Stored data below:

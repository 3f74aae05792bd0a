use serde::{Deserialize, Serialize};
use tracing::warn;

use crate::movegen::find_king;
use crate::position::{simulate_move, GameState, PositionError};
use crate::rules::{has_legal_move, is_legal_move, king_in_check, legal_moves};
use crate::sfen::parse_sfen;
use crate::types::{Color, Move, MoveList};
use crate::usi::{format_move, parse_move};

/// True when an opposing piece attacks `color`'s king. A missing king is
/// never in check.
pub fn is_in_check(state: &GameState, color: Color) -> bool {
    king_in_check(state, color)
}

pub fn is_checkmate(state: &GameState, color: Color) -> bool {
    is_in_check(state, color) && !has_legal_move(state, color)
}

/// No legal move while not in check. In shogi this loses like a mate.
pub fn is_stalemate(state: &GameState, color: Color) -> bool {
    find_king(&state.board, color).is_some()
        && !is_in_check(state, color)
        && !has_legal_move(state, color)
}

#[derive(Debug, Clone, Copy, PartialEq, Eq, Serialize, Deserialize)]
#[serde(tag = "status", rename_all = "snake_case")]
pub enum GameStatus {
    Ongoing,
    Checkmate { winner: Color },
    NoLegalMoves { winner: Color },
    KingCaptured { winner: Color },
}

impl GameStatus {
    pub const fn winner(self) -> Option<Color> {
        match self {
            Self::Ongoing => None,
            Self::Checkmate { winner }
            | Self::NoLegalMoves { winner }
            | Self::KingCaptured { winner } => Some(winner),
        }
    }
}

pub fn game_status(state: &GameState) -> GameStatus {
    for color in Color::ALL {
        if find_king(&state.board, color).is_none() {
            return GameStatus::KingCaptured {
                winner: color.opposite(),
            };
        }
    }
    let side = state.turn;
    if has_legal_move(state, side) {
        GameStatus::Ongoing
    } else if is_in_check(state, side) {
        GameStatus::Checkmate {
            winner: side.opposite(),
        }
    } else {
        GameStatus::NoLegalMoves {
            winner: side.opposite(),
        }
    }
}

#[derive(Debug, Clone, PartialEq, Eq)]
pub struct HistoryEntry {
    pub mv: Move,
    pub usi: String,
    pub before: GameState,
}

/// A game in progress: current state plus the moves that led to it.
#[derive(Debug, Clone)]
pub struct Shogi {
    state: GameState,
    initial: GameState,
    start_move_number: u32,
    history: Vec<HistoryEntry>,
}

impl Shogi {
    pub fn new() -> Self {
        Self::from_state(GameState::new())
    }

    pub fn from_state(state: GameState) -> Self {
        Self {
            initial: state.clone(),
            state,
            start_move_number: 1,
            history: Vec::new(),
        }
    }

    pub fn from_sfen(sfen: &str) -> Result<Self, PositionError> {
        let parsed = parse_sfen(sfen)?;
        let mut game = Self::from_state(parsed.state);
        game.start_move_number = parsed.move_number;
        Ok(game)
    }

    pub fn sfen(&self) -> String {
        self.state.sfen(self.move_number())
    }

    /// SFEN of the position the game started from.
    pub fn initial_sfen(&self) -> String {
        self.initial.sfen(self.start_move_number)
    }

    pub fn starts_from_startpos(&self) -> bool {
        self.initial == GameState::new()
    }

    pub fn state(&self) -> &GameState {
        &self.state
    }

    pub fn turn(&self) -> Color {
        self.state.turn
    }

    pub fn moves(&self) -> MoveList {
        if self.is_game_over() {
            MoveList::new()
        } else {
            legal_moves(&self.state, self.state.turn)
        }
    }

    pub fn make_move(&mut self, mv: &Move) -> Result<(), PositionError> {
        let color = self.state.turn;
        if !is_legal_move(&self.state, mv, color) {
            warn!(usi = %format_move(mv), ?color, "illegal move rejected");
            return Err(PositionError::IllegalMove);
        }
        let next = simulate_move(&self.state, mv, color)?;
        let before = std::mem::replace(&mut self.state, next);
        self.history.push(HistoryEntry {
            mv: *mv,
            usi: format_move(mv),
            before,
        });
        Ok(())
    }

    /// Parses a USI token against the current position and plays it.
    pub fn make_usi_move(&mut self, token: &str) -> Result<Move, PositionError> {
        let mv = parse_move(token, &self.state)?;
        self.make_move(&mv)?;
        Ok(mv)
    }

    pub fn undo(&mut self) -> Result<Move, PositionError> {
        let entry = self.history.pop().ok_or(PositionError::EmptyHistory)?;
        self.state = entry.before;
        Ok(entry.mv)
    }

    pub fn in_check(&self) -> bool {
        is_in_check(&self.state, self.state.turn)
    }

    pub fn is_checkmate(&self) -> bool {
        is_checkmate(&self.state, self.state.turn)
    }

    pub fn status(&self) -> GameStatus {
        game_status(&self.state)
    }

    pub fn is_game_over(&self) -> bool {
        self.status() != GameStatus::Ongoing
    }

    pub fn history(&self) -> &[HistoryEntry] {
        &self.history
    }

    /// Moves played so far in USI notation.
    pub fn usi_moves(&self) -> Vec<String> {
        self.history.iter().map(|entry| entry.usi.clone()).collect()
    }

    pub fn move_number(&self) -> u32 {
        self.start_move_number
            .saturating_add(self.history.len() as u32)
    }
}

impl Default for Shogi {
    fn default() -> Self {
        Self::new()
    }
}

End of Stored data.

▶ _Work request_
The required output is every line above from the one with "entry = self.history.pop().ok_or(PositionError::EmptyHistory)?;" down to the one with "pub fn is_checkmate(&self)", restated word for word, ends included.

▶ _Task answer_
        let entry = self.history.pop().ok_or(PositionError::EmptyHistory)?;
        self.state = entry.before;
        Ok(entry.mv)
    }

    pub fn in_check(&self) -> bool {
        is_in_check(&self.state, self.state.turn)
    }

    pub fn is_checkmate(&self) -> bool {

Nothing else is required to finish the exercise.